The problem for the librarian, no less than for the career consultant, the occupational health and safety supervisor, and the beleaguered investment banker, is that the notion of a “work-life balance” is a terrible false dichotomy, the Marxist equivalent of giving all your chips away before the deck is even shuffled and then borrowing from the dealer to buy a round for the table. It is manifestly impossible to divide one’s life into neat or even approximately spherical compartments (how many New York Times crossword puzzles have been completed with a “Eureka!” exclaimed while on the family dog’s midnight promenade), and the decision to deny the obvious is generally employed by those who actually know better, which is why they are forever unsatisfied with the level of the scales. While it is plainly true that one can read a book more or less closely (substitute a beach blanket and a daiquiri for a pencil and a desk), it is equally true that something of everything we read is retained, to be recalled, by chance more often than design, on some or another future occasion, a dinner conversation, a tutorial essay, or a game of Trivial Pursuit. As every student who has written an examination knows all too well, it is impossible to predict when the most felicitous recollections – legend has it, the essential ingredients in the making of a “Congratulatory First” – will occur, but the chances are most assuredly increased in direct proportion to the number of books we read.
Even, just for pleasure.
As Heywood once said about spelling ability, I would say about intellectual ability — there’s no substitute for always having your nose in a book. The more you read, even if “only” for pleasure, the more you’re exposed to different ways of thinking and expression, to references that lead to further illumination after striking your curiosity. I’m continually surprised at how many forgotten words, phrases, passages, books, and blog posts spring to my attention from somewhere deep in my subconscious at just the slightest oblique trigger. The more you read, the more stuff you have in your mental basement waiting to be hauled out and dusted off.

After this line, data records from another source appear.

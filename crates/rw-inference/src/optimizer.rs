//! Optimization algorithms
//!
//! Thin wrapper around argmin's L-BFGS (More-Thuente line search) used to fit
//! the classifier parameters by minimising the training loss.

use argmin::core::{CostFunction, Executor, Gradient, State, TerminationReason, TerminationStatus};
use argmin::solver::linesearch::MoreThuenteLineSearch;
use argmin::solver::quasinewton::LBFGS;
use rw_core::{Error, Result};
use serde::{Deserialize, Serialize};
use std::fmt;
use std::sync::Arc;
use std::sync::atomic::{AtomicUsize, Ordering};

/// Configuration for the L-BFGS optimizer
#[derive(Debug, Clone, PartialEq, Serialize, Deserialize)]
#[serde(default)]
pub struct OptimizerConfig {
    /// Maximum number of iterations
    pub max_iter: u64,
    /// Convergence tolerance for gradient norm
    pub tol: f64,
    /// Number of corrections to approximate inverse Hessian
    pub m: usize,
}

impl Default for OptimizerConfig {
    fn default() -> Self {
        Self { max_iter: 500, tol: 1e-6, m: 10 }
    }
}

impl OptimizerConfig {
    /// Reject configurations argmin would fail on later.
    pub fn validate(&self) -> Result<()> {
        if self.max_iter == 0 {
            return Err(Error::Validation("optimizer max_iter must be > 0".to_string()));
        }
        if !self.tol.is_finite() || self.tol < 0.0 {
            return Err(Error::Validation(format!("optimizer tol must be >= 0, got {}", self.tol)));
        }
        if self.m == 0 {
            return Err(Error::Validation("optimizer history m must be > 0".to_string()));
        }
        Ok(())
    }
}

/// Result of optimization
#[derive(Debug, Clone, Serialize)]
pub struct OptimizationResult {
    /// Best-fit parameters
    pub parameters: Vec<f64>,
    /// Function value at minimum
    pub fval: f64,
    /// Number of iterations
    pub n_iter: u64,
    /// Number of objective (cost) evaluations.
    pub n_fev: usize,
    /// Number of gradient evaluations.
    pub n_gev: usize,
    /// Convergence status
    pub converged: bool,
    /// Termination message
    pub message: String,
}

impl fmt::Display for OptimizationResult {
    fn fmt(&self, f: &mut fmt::Formatter<'_>) -> fmt::Result {
        write!(
            f,
            "OptimizationResult(fval={:.6}, n_iter={}, n_fev={}, n_gev={}, converged={})",
            self.fval, self.n_iter, self.n_fev, self.n_gev, self.converged
        )
    }
}

/// Objective function trait for optimization
pub trait ObjectiveFunction: Send + Sync {
    /// Evaluate function at given parameters
    fn eval(&self, params: &[f64]) -> Result<f64>;

    /// Compute gradient at given parameters (numerical if not overridden)
    fn gradient(&self, params: &[f64]) -> Result<Vec<f64>> {
        let n = params.len();
        let mut grad = vec![0.0; n];
        let mut probe = params.to_vec();

        for i in 0..n {
            // eps = sqrt(machine_epsilon) * max(|x_i|, 1)
            let eps = 1e-8 * params[i].abs().max(1.0);

            probe[i] = params[i] + eps;
            let f_plus = self.eval(&probe)?;
            probe[i] = params[i] - eps;
            let f_minus = self.eval(&probe)?;
            probe[i] = params[i];

            grad[i] = (f_plus - f_minus) / (2.0 * eps);
        }

        Ok(grad)
    }
}

#[derive(Default)]
struct FuncCounts {
    cost: AtomicUsize,
    grad: AtomicUsize,
}

/// Adapter from `ObjectiveFunction` to argmin's problem traits.
struct ArgminProblem<'a> {
    objective: &'a dyn ObjectiveFunction,
    counts: Arc<FuncCounts>,
}

impl CostFunction for ArgminProblem<'_> {
    type Param = Vec<f64>;
    type Output = f64;

    fn cost(&self, params: &Self::Param) -> std::result::Result<Self::Output, argmin::core::Error> {
        self.counts.cost.fetch_add(1, Ordering::Relaxed);
        self.objective.eval(params).map_err(|e| argmin::core::Error::msg(e.to_string()))
    }
}

impl Gradient for ArgminProblem<'_> {
    type Param = Vec<f64>;
    type Gradient = Vec<f64>;

    fn gradient(
        &self,
        params: &Self::Param,
    ) -> std::result::Result<Self::Gradient, argmin::core::Error> {
        self.counts.grad.fetch_add(1, Ordering::Relaxed);
        self.objective.gradient(params).map_err(|e| argmin::core::Error::msg(e.to_string()))
    }
}

/// Unconstrained L-BFGS optimizer
pub struct LbfgsOptimizer {
    config: OptimizerConfig,
}

impl LbfgsOptimizer {
    /// Create new L-BFGS optimizer with given configuration
    pub fn new(config: OptimizerConfig) -> Self {
        Self { config }
    }

    /// Minimize objective function starting from `init_params`.
    pub fn minimize(
        &self,
        objective: &dyn ObjectiveFunction,
        init_params: &[f64],
    ) -> Result<OptimizationResult> {
        self.config.validate()?;
        if init_params.is_empty() {
            return Err(Error::Validation("optimizer needs at least 1 parameter".to_string()));
        }

        let counts = Arc::new(FuncCounts::default());
        let problem = ArgminProblem { objective, counts: counts.clone() };

        let linesearch = MoreThuenteLineSearch::new();
        // Argmin's default cost tolerance (~EPS) is too strict for a mean loss.
        let tol_cost =
            if self.config.tol == 0.0 { 0.0 } else { (0.1 * self.config.tol).max(1e-12) };
        let solver = LBFGS::new(linesearch, self.config.m)
            .with_tolerance_grad(self.config.tol)
            .map_err(|e| Error::Validation(format!("Invalid optimizer configuration (tol): {e}")))?
            .with_tolerance_cost(tol_cost)
            .map_err(|e| {
                Error::Validation(format!("Invalid optimizer configuration (tol_cost): {e}"))
            })?;

        let res = Executor::new(problem, solver)
            .configure(|state| state.param(init_params.to_vec()).max_iters(self.config.max_iter))
            .run()
            .map_err(|e| Error::Computation(format!("Optimization failed: {}", e)))?;

        let state = res.state();
        let parameters = state
            .get_best_param()
            .ok_or_else(|| Error::Computation("No best parameters found".to_string()))?
            .clone();
        let fval = state.get_best_cost();
        let n_iter = state.get_iter();
        let n_fev = counts.cost.load(Ordering::Relaxed);
        let n_gev = counts.grad.load(Ordering::Relaxed);

        let termination = state.get_termination_status();
        let converged = matches!(
            termination,
            TerminationStatus::Terminated(TerminationReason::SolverConverged)
                | TerminationStatus::Terminated(TerminationReason::TargetCostReached)
        );
        let message = termination.to_string();

        Ok(OptimizationResult { parameters, fval, n_iter, n_fev, n_gev, converged, message })
    }
}

impl Default for LbfgsOptimizer {
    fn default() -> Self {
        Self::new(OptimizerConfig::default())
    }
}
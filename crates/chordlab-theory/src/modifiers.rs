//! Chord modifiers: sevenths, extensions, suspensions, and altered triads.
//!
//! A modifier is a labelled transformation of a chord's interval set.
//! Active modifiers live in a [`ModifierStack`], an insertion-ordered
//! list with toggle semantics, so conflicting replacement rules (sus2 vs
//! sus4, dim vs aug) resolve deterministically: the rule toggled on last
//! is applied last and wins.

use crate::chords::{full_chord_name, ChordQuality};
use crate::pitch::PitchClass;

/// How a modifier transforms an interval set.
#[derive(Clone, Copy, Debug, PartialEq, Eq)]
pub enum ModifierKind {
    /// Insert one interval if absent.
    AddSingle(i32),
    /// Insert several intervals, each if absent.
    AddMultiple(&'static [i32]),
    /// Remove one interval if present.
    RemoveSingle(i32),
    /// Discard the current intervals and substitute this set.
    ReplaceAll(&'static [i32]),
}

/// A labelled modifier rule.
#[derive(Clone, Copy, Debug)]
pub struct ModifierRule {
    pub label: &'static str,
    pub kind: ModifierKind,
}

/// The fixed 12-rule modifier catalogue.
pub const CHORD_MODIFIERS: [ModifierRule; 12] = [
    // Sevenths, sixth, suspensions, diminished
    ModifierRule { label: "7", kind: ModifierKind::AddSingle(10) },
    ModifierRule { label: "maj7", kind: ModifierKind::AddSingle(11) },
    ModifierRule { label: "6", kind: ModifierKind::AddSingle(9) },
    ModifierRule { label: "sus2", kind: ModifierKind::ReplaceAll(&[0, 2, 7]) },
    ModifierRule { label: "sus4", kind: ModifierKind::ReplaceAll(&[0, 5, 7]) },
    ModifierRule { label: "dim", kind: ModifierKind::ReplaceAll(&[0, 3, 6]) },
    // Extended harmony and augmented
    ModifierRule { label: "9", kind: ModifierKind::AddMultiple(&[10, 14]) },
    ModifierRule { label: "maj9", kind: ModifierKind::AddMultiple(&[11, 14]) },
    ModifierRule { label: "11", kind: ModifierKind::AddMultiple(&[10, 14, 17]) },
    ModifierRule { label: "13", kind: ModifierKind::AddMultiple(&[10, 14, 21]) },
    ModifierRule { label: "add9", kind: ModifierKind::AddSingle(14) },
    ModifierRule { label: "aug", kind: ModifierKind::ReplaceAll(&[0, 4, 8]) },
];

/// Look up a catalogue rule by label.
pub fn rule_for(label: &str) -> Option<&'static ModifierRule> {
    CHORD_MODIFIERS.iter().find(|rule| rule.label == label)
}

/// Insertion-ordered set of active modifier labels.
///
/// Toggling an unknown label is ignored (logged, not an error), so
/// callers can forward arbitrary labels safely.
#[derive(Clone, Debug, Default)]
pub struct ModifierStack {
    labels: Vec<&'static str>,
}

impl ModifierStack {
    /// Create an empty stack.
    pub fn new() -> Self {
        Self::default()
    }

    /// Toggle a modifier on or off. Returns true if it is now active.
    pub fn toggle(&mut self, label: &str) -> bool {
        let Some(rule) = rule_for(label) else {
            log::warn!("Ignoring unknown chord modifier: {label}");
            return false;
        };
        if let Some(pos) = self.labels.iter().position(|&l| l == rule.label) {
            self.labels.remove(pos);
            false
        } else {
            self.labels.push(rule.label);
            true
        }
    }

    /// Whether a label is currently active.
    pub fn is_active(&self, label: &str) -> bool {
        self.labels.iter().any(|&l| l == label)
    }

    /// Active labels in insertion order.
    pub fn labels(&self) -> &[&'static str] {
        &self.labels
    }

    /// Deactivate all modifiers.
    pub fn clear(&mut self) {
        self.labels.clear();
    }

    pub fn is_empty(&self) -> bool {
        self.labels.is_empty()
    }
}

/// Resolve a base interval set through the active modifiers.
///
/// Rules apply in insertion order; the result is sorted ascending and
/// deduplicated.
pub fn resolve(base_intervals: &[i32], stack: &ModifierStack) -> Vec<i32> {
    let mut intervals = base_intervals.to_vec();

    for label in stack.labels() {
        let Some(rule) = rule_for(label) else { continue };
        match rule.kind {
            ModifierKind::ReplaceAll(set) => {
                intervals.clear();
                intervals.extend_from_slice(set);
            }
            ModifierKind::AddMultiple(set) => {
                for &interval in set {
                    if !intervals.contains(&interval) {
                        intervals.push(interval);
                    }
                }
            }
            ModifierKind::AddSingle(interval) => {
                if !intervals.contains(&interval) {
                    intervals.push(interval);
                }
            }
            ModifierKind::RemoveSingle(interval) => {
                intervals.retain(|&i| i != interval);
            }
        }
    }

    intervals.sort_unstable();
    intervals.dedup();
    intervals
}

/// Display name for a chord under its active modifiers.
///
/// Precedence, first match wins: dim, aug, sus2/sus4 (with non-sus,
/// non-seventh labels appended), then base quality plus a single
/// extension chosen by 13 > 11 > maj9 > 9 > maj7 > 7 > 6, else add9.
/// A 13th implies the 9th and 11th, so only the highest extension shows.
pub fn display_name(
    root: PitchClass,
    base_quality: ChordQuality,
    base_intervals: &[i32],
    stack: &ModifierStack,
) -> String {
    if stack.is_empty() {
        return full_chord_name(root, base_intervals);
    }

    if stack.is_active("dim") {
        return format!("{root}°");
    }
    if stack.is_active("aug") {
        return format!("{root}+");
    }

    if let Some(sus) = stack.labels().iter().find(|l| l.starts_with("sus")) {
        let mut name = format!("{root}{sus}");
        for label in stack.labels() {
            if !label.starts_with("sus") && !label.contains('7') {
                name.push_str(label);
            }
        }
        return name;
    }

    let mut name = match base_quality {
        ChordQuality::Min => format!("{root}m"),
        ChordQuality::Dim => format!("{root}°"),
        _ => root.to_string(),
    };

    let extension = ["13", "11", "maj9", "9", "maj7", "7", "6"]
        .iter()
        .find(|label| stack.is_active(label));
    match extension {
        Some(label) => name.push_str(label),
        None if stack.is_active("add9") => name.push_str("add9"),
        None => {}
    }

    name
}

#[cfg(test)]
mod tests {
    use super::*;
    use PitchClass::*;

    const MAJOR: &[i32] = &[0, 4, 7];
    const MINOR: &[i32] = &[0, 3, 7];

    fn stack(labels: &[&str]) -> ModifierStack {
        let mut stack = ModifierStack::new();
        for label in labels {
            stack.toggle(label);
        }
        stack
    }

    #[test]
    fn test_add_single() {
        assert_eq!(resolve(MAJOR, &stack(&["7"])), vec![0, 4, 7, 10]);
        assert_eq!(resolve(MAJOR, &stack(&["maj7"])), vec![0, 4, 7, 11]);
    }

    #[test]
    fn test_replace_all() {
        assert_eq!(resolve(MAJOR, &stack(&["sus4"])), vec![0, 5, 7]);
        assert_eq!(resolve(MINOR, &stack(&["aug"])), vec![0, 4, 8]);
    }

    #[test]
    fn test_last_replace_wins() {
        assert_eq!(resolve(MAJOR, &stack(&["sus2", "sus4"])), vec![0, 5, 7]);
        assert_eq!(resolve(MAJOR, &stack(&["sus4", "sus2"])), vec![0, 2, 7]);
    }

    #[test]
    fn test_toggle_idempotence() {
        let mut stack = ModifierStack::new();
        stack.toggle("9");
        stack.toggle("9");
        assert!(stack.is_empty());
        assert_eq!(resolve(MAJOR, &stack), MAJOR.to_vec());
    }

    #[test]
    fn test_additive_modifiers_commute() {
        assert_eq!(resolve(MAJOR, &stack(&["7", "9"])), resolve(MAJOR, &stack(&["9", "7"])));
    }

    #[test]
    fn test_unknown_label_ignored() {
        let mut stack = ModifierStack::new();
        assert!(!stack.toggle("sus13"));
        assert!(stack.is_empty());
    }

    #[test]
    fn test_display_name_overrides() {
        assert_eq!(display_name(C, ChordQuality::Maj, MAJOR, &stack(&["dim", "7"])), "C°");
        assert_eq!(display_name(C, ChordQuality::Min, MINOR, &stack(&["aug"])), "C+");
    }

    #[test]
    fn test_display_name_sus() {
        assert_eq!(display_name(G, ChordQuality::Maj, MAJOR, &stack(&["sus4"])), "Gsus4");
        // Extensions append to sus names, sevenths do not
        assert_eq!(display_name(G, ChordQuality::Maj, MAJOR, &stack(&["sus2", "9"])), "Gsus29");
        assert_eq!(display_name(G, ChordQuality::Maj, MAJOR, &stack(&["sus4", "7"])), "Gsus4");
    }

    #[test]
    fn test_display_name_extension_priority() {
        assert_eq!(display_name(D, ChordQuality::Min, MINOR, &stack(&["7", "9"])), "Dm9");
        assert_eq!(display_name(C, ChordQuality::Maj, MAJOR, &stack(&["9", "11"])), "C11");
        assert_eq!(display_name(C, ChordQuality::Maj, MAJOR, &stack(&["13", "9", "11"])), "C13");
        assert_eq!(display_name(C, ChordQuality::Maj, MAJOR, &stack(&["add9"])), "Cadd9");
        assert_eq!(display_name(C, ChordQuality::Maj, MAJOR, &stack(&["add9", "7"])), "C7");
    }

    #[test]
    fn test_display_name_no_modifiers() {
        assert_eq!(display_name(A, ChordQuality::Min, MINOR, &ModifierStack::new()), "Am");
    }
}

But the phrase “reading for pleasure” itself has a little bit of a sneer to it, an implicit conviction that stuff we really like isn’t good for us, and vice versa. The “blood, sweat and tears” school of intellectual achievement. The angry, suspicious ghost of John Calvin, hostile to anything pleasurable, warning of idle hands – or minds, as the case may be – doing the devil’s work. But as Graham says, we often don’t know what’s going to make the deepest impression on us, what’s going to become an important hub in a wheel of thoughts. I’ve read scholarly books that I honestly can’t say enhanced my understanding of a subject at all, whereas there have been comics documentary, graphic nonfiction books that have given me those “Eureka!” moments he mentioned. And I will always name Calvin & Hobbes as one of my biggest intellectual influences.
Even then, I don’t mean to sound like I’m saying that it’s tolerable to read less weighty material as long as you manage to achieve some practical result from doing so. Sometimes, you need to just read for fun. For the entertainment of a good story and language. For the pure, exuberant fuck of it. I mix my serious reading with Forgotten Realms fantasy novels or Simpsons comics all the time.
And really, I’ve found that nothing makes reading feel like work more than a terrible writer, regardless of the topic. If you’re really interested in a subject, and you find a writer who can make it come to life with engaging prose, well, then! You’ve got it made. I remember reading one of Isaiah Berlin’s books in a veterinarian’s office once, and she asked me if I was reading it for school or something. When I said no, she gave me the most incredulous look and asked why I would bother. I guess it would have been insulting if it hadn’t been so funny, the way she almost acted affronted by it. Why would anyone think or read if they weren’t being forced to?! Oh, well, her loss.